Outcome Development
The official outcomes adopted by the university have been adapted in conversation with faculty, deans, and administrators of both academic program and academic support units. But the formalized creation of the original outcomes were developed by staff from Institutional Effectiveness in 2017, who took a bottom-up approach to developing the university-wide learning outcomes. These outcomes have been a part of annual assessment reports for many years, but have never been analyzed from a university-wide perspective until recently. Based on an extensive content analysis, these staff members evaluated 957 outcomes from 207 academic and 23 academic support units. Of the 957 outcomes, 789 (82.4%) were designated as learning outcomes and the remainder were program outcomes. A synthesis of these 789 learning outcomes revealed 10 broad themes as defined by the Degree Qualifications Profiles and the Council for Advanced Standards (CAS). These original themes are summarized as follows along with the number of outcomes from the academic programs and academic support units:
- Specialized/discipline knowledge 317 (40.4%)

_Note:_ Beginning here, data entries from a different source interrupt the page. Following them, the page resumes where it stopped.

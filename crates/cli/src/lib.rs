//! `selemo-cli` — headless projection runs against the Selemo dataset.

pub mod dataset;
pub mod exit_codes;
pub mod output;

use exit_codes::{EXIT_ERROR, EXIT_IO_ERROR, EXIT_USAGE};

#[derive(Debug)]
pub struct CliError {
    pub code: u8,
    pub message: String,
    pub hint: Option<String>,
}

impl CliError {
    pub fn args(msg: impl Into<String>) -> Self {
        Self { code: EXIT_USAGE, message: msg.into(), hint: None }
    }

    pub fn io(msg: impl Into<String>) -> Self {
        Self { code: EXIT_IO_ERROR, message: msg.into(), hint: None }
    }

    pub fn runtime(msg: impl Into<String>) -> Self {
        Self { code: EXIT_ERROR, message: msg.into(), hint: None }
    }

    /// Add a hint to an existing error.
    pub fn with_hint(mut self, hint: impl Into<String>) -> Self {
        self.hint = Some(hint.into());
        self
    }
}
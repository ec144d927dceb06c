//! LineSleuth CLI — terminal front-end for the core scanner.
//!
//! Usage:
//!   linesleuth [PATH]                    Scan and print a per-language table
//!   linesleuth [PATH] --format json      Emit the result as JSON
//!   linesleuth --help                    Show help
//!
//! This crate contains no scanning logic: it parses arguments, starts a
//! scan through `linesleuth-core`, drains the event channel, and maps
//! the terminal outcome to the terminal surface and exit code.

pub mod report;

use anyhow::{bail, Result};
use clap::{Parser, ValueEnum};
use linesleuth_core::classify::DEFAULT_SIZE_LIMIT_BYTES;
use linesleuth_core::scanner::progress::ScanEvent;
use linesleuth_core::scanner::{start_scan, ScanOptions};
use std::path::PathBuf;
use tracing::{debug, warn};

#[derive(Parser)]
#[command(
    name = "linesleuth",
    version,
    about = "Count lines of code per language",
    long_about = "linesleuth recursively scans a directory, classifies files by \
                  extension, and reports line totals per language.\n\n\
                  Dependency and VCS directories (node_modules, .git, target, …) \
                  and lockfiles are skipped by default."
)]
pub struct Cli {
    /// Directory to scan (defaults to the current directory)
    #[arg(default_value = ".")]
    path: PathBuf,

    /// Per-file size ceiling in bytes; larger files are skipped uncounted
    #[arg(long, value_name = "BYTES", default_value_t = DEFAULT_SIZE_LIMIT_BYTES)]
    limit_bytes: u64,

    /// Additional directory basename to skip (repeatable)
    #[arg(long = "ignore-dir", value_name = "NAME")]
    ignore_dirs: Vec<String>,

    /// Additional file basename to skip (repeatable)
    #[arg(long = "ignore-file", value_name = "NAME")]
    ignore_files: Vec<String>,

    /// Output format
    #[arg(short, long, default_value = "text")]
    format: OutputFormat,
}

#[derive(Debug, Clone, Copy, ValueEnum, Default)]
enum OutputFormat {
    #[default]
    Text,
    Json,
}

/// Parse arguments, run one scan to completion, render the result.
pub fn run() -> Result<()> {
    let cli = Cli::parse();

    let mut options = ScanOptions {
        size_limit_bytes: cli.limit_bytes,
        ..ScanOptions::default()
    };
    for dir in &cli.ignore_dirs {
        options.classifier.ignore_dir(dir);
    }
    for file in &cli.ignore_files {
        options.classifier.ignore_file(file);
    }

    let handle = start_scan(cli.path.clone(), options);

    loop {
        match handle.events.recv() {
            Ok(ScanEvent::Counted { path }) => debug!("counted {path}"),
            Ok(ScanEvent::ReadError { path, message }) => warn!("skipped {path}: {message}"),
            Ok(ScanEvent::Complete {
                result,
                duration,
                error_count,
            }) => {
                match cli.format {
                    OutputFormat::Text => {
                        print!("{}", report::render_text(&result, duration, error_count));
                    }
                    OutputFormat::Json => println!("{}", serde_json::to_string_pretty(&result)?),
                }
                return Ok(());
            }
            // The CLI never cancels, but the outcome is part of the
            // channel contract.
            Ok(ScanEvent::Cancelled) => bail!("scan cancelled"),
            Ok(ScanEvent::Failed(err)) => return Err(err.into()),
            Err(_) => bail!("scanner exited without a terminal event"),
        }
    }
}
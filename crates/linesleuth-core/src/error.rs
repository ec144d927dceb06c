/// Scan-fatal error taxonomy.
///
/// Only the two variants here abort a scan. Everything else — an
/// unreadable file, an unlistable subdirectory — is absorbed: logged,
/// reported as a non-terminal event, and skipped, preserving
/// best-effort totals. A single permission-denied file must never sink
/// an otherwise-successful scan of thousands.
use std::path::PathBuf;
use thiserror::Error;

#[derive(Debug, Error)]
pub enum ScanError {
    /// The supplied root handle is not a directory at all, so there is
    /// no tree to traverse. Fatal at scan start.
    #[error("not a scannable directory: {path}")]
    Unsupported { path: PathBuf },

    /// The root directory itself cannot be listed. Fatal — a root
    /// listing failure leaves nothing to be best-effort about. (The
    /// same failure below the root only skips that subtree.)
    #[error("cannot read root directory {path}: {source}")]
    RootUnreadable {
        path: PathBuf,
        #[source]
        source: std::io::Error,
    },
}
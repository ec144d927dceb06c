/// Count formatting utilities — human-readable line and file totals.
///
/// All internal counters are `u64`. Formatting lives only at the
/// display boundary.

/// Format a count with thousand separators.
pub fn format_count(count: u64) -> String {
    if count < 1_000 {
        return count.to_string();
    }
    let s = count.to_string();
    let mut result = String::with_capacity(s.len() + s.len() / 3);
    for (i, ch) in s.chars().rev().enumerate() {
        if i > 0 && i % 3 == 0 {
            result.push(',');
        }
        result.push(ch);
    }
    result.chars().rev().collect()
}
/// Scan progress reporting — lightweight messages sent from the scan
/// thread to the caller via a crossbeam channel.
use crate::error::ScanError;
use crate::model::ScanResult;
use compact_str::CompactString;
use std::time::Duration;

/// Events emitted by a scan, in order.
///
/// `Counted` events arrive in the exact order files were counted. The
/// terminal event (`Complete`, `Cancelled`, or `Failed`) is always the
/// last message; after it the channel disconnects and no further events
/// arrive.
#[derive(Debug)]
pub enum ScanEvent {
    /// A file was classified, read, and counted. Carries its path
    /// relative to the scan root. Sent immediately after the aggregate
    /// was updated for this file.
    Counted { path: CompactString },

    /// A non-fatal read failure (permission denied on one file, an
    /// unlistable subdirectory). The entry is skipped, no counter is
    /// touched, and traversal continues.
    ReadError { path: CompactString, message: String },

    /// Terminal: traversal exhausted without cancellation.
    Complete {
        /// The final aggregate, frozen.
        result: ScanResult,
        /// Wall-clock duration of the walk.
        duration: Duration,
        /// Number of non-fatal read failures absorbed along the way.
        error_count: u64,
    },

    /// Terminal: the caller requested early termination. No result is
    /// produced for a cancelled run.
    Cancelled,

    /// Terminal: the scan could not start or the root could not be
    /// listed. No result, no partial totals.
    Failed(ScanError),
}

- Career decisions 150 (19.1%)
- Communication fluency 115 (14.6%)
- Scientific and scholarly inquiry 114 (14.5%)
- Engaging diverse perspectives 47 (6.0%)

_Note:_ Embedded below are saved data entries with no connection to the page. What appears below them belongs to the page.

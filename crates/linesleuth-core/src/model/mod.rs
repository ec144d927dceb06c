/// Data model: the running aggregate, its immutable snapshot, and
/// display-boundary count formatting.
pub mod aggregate;
pub mod count;

pub use aggregate::{ScanResult, ScanState};
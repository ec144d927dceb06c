/// The traversal and aggregation loop.
///
/// `jwalk` performs parallel directory *reads* (rayon pool sized to the
/// CPU count), but every per-file step — ignore check, classification,
/// size check, read, line count, aggregate update, progress emission —
/// happens in this single consumer loop. `ScanState` therefore has
/// exactly one writer and its invariant (`total_lines` equals the sum
/// of the per-language totals) holds at every observable point.
///
/// Ignored directories are pruned inside `process_read_dir`, so they
/// are never descended into and never yielded to the consumer.
use crate::error::ScanError;
use crate::model::ScanState;
use crate::scanner::progress::ScanEvent;
use crate::scanner::ScanOptions;
use compact_str::CompactString;
use crossbeam_channel::Sender;
use std::fs;
use std::path::Path;
use std::sync::atomic::{AtomicBool, Ordering};
use std::sync::Arc;
use std::time::Instant;
use tracing::{debug, warn};

/// Walk `root`, counting lines per language, sending one `Counted`
/// event per counted file and exactly one terminal event last.
///
/// Cancellation is cooperative: the flag is checked before every
/// yielded entry, so an in-flight single-file read always completes
/// before the cancellation takes effect.
pub fn scan_tree(
    root: &Path,
    options: &ScanOptions,
    events: &Sender<ScanEvent>,
    cancel: &AtomicBool,
) {
    let start = Instant::now();

    // Root checks up front: a listing failure *below* the root only
    // skips that subtree, but the root itself failing is fatal.
    let root_meta = match fs::metadata(root) {
        Ok(meta) => meta,
        Err(err) => {
            let _ = events.send(ScanEvent::Failed(ScanError::RootUnreadable {
                path: root.to_path_buf(),
                source: err,
            }));
            return;
        }
    };
    if !root_meta.is_dir() {
        let _ = events.send(ScanEvent::Failed(ScanError::Unsupported {
            path: root.to_path_buf(),
        }));
        return;
    }
    if let Err(err) = fs::read_dir(root) {
        let _ = events.send(ScanEvent::Failed(ScanError::RootUnreadable {
            path: root.to_path_buf(),
            source: err,
        }));
        return;
    }

    if cancel.load(Ordering::Relaxed) {
        let _ = events.send(ScanEvent::Cancelled);
        return;
    }

    let mut state = ScanState::new();
    let mut error_count: u64 = 0;

    // The prune closure runs on jwalk's worker threads and needs its own
    // handle on the classifier.
    let classifier = Arc::new(options.classifier.clone());
    let pruner = classifier.clone();

    let walker = jwalk::WalkDir::new(root)
        .skip_hidden(false)
        .follow_links(false)
        .parallelism(jwalk::Parallelism::RayonNewPool(num_cpus::get()))
        .process_read_dir(move |_depth, _dir_path, _state, children| {
            children.retain(|entry_result| match entry_result {
                Ok(entry) => {
                    !(entry.file_type.is_dir()
                        && pruner.is_ignored_dir(entry.file_name.to_string_lossy().as_ref()))
                }
                // Keep errors so the consumer loop can report them.
                Err(_) => true,
            });
        });

    for entry_result in walker {
        if cancel.load(Ordering::Relaxed) {
            let _ = events.send(ScanEvent::Cancelled);
            return;
        }

        let entry = match entry_result {
            Ok(entry) => entry,
            Err(err) => {
                // Unlistable subdirectory: skip the subtree, keep going.
                error_count += 1;
                let path = err
                    .path()
                    .map(|p| p.to_string_lossy().into_owned())
                    .unwrap_or_default();
                warn!("cannot list {path}: {err}");
                let _ = events.send(ScanEvent::ReadError {
                    path: CompactString::new(&path),
                    message: format!("{err}"),
                });
                continue;
            }
        };

        // The root itself; directories are handled by the traversal, and
        // symlinks are not followed.
        if entry.depth == 0 || !entry.file_type().is_file() {
            continue;
        }

        let file_name = entry.file_name().to_string_lossy();
        // Ignore rule wins over classification (lockfiles have a
        // recognised extension but are still skipped).
        if classifier.is_ignored_file(file_name.as_ref()) {
            continue;
        }
        let Some(language) = classifier.language_for(file_name.as_ref()) else {
            // Unclassified: skipped, uncounted. Not an error.
            continue;
        };

        let path = entry.path();
        let meta = match fs::symlink_metadata(&path) {
            Ok(meta) => meta,
            Err(err) => {
                error_count += 1;
                warn!("cannot stat {}: {err}", path.display());
                let _ = events.send(ScanEvent::ReadError {
                    path: CompactString::new(path.to_string_lossy()),
                    message: format!("{err}"),
                });
                continue;
            }
        };

        // Size ceiling: bound memory use. Skipped, uncounted, not an error.
        if meta.len() > options.size_limit_bytes {
            debug!(
                "skipping {} ({} bytes over the {} byte limit)",
                path.display(),
                meta.len(),
                options.size_limit_bytes
            );
            continue;
        }

        let bytes = match fs::read(&path) {
            Ok(bytes) => bytes,
            Err(err) => {
                error_count += 1;
                warn!("cannot read {}: {err}", path.display());
                let _ = events.send(ScanEvent::ReadError {
                    path: CompactString::new(path.to_string_lossy()),
                    message: format!("{err}"),
                });
                continue;
            }
        };

        // Line count = newline bytes + 1: the number of segments a split
        // on '\n' would produce. An empty file counts as 1 and content
        // without a trailing newline still counts its last segment.
        // This convention is load-bearing for all downstream totals —
        // do not "fix" it to a plain newline count.
        let lines = bytecount::count(&bytes, b'\n') as u64 + 1;

        state.record(language, lines);

        let relative = path.strip_prefix(root).unwrap_or(&path);
        let sent = events.send(ScanEvent::Counted {
            path: CompactString::new(relative.to_string_lossy()),
        });
        if sent.is_err() {
            // Receiver dropped: nobody is observing this scan any more.
            debug!("event receiver dropped, abandoning walk");
            return;
        }
    }

    let duration = start.elapsed();
    debug!(
        "scan complete: {} files, {} lines in {duration:?} ({error_count} read errors)",
        state.file_count(),
        state.total_lines()
    );

    let _ = events.send(ScanEvent::Complete {
        result: state.into_result(),
        duration,
        error_count,
    });
}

- Collaborative skills 16 (2.0%)
- Quantitative literacy 11 (1.4%)
- Global and civic engagement 9 (1.1%)
- Ethical reasoning 3 (0.4%)
- Intrapersonal development 3 (0.4%)
The content analysis was conducted primarily by two staff members. They first used a loose coding technique to identify broad themes, and then distilled those themes into the ten outcome categories. They each re-read the outcomes and matched each one to one of the categories, following a pre-defined content analysis protocol. Each staff member completed the coding on her own and then validated her research with the other. Whenever they could not agree into which category a learning outcome would fit, they consulted a member of the Institutional Effectiveness Committee. An Excel spreadsheet contains the results of this analysis, mapping every learning outcome at the institution into one of these 10 learning outcome categories.
In consultation with the deans' offices and several academic support programs, including Student Affairs and the Career Center, these outcomes were fine-tuned and are now formally adopted into annual assessment cycles from a more centralized perspective. A revised map of learning outcomes demonstrates the connect among all of the university's assessment plans.
Linkage to Specialized Accreditation
MSU holds accreditation with more than 25 specialized accreditation agencies. Many of these accrediting bodies have identified learning outcomes or competencies for their respective academic units. These units have already incorporated these outcomes into their annual IE report where possible. For example, the undergraduate units with the School of Engineering have identified the 7 ABET competencies as their desired learning outcomes. These learning outcomes were included in the content analysis described above, and the majority of them overlap with the 8 university student learning outcomes.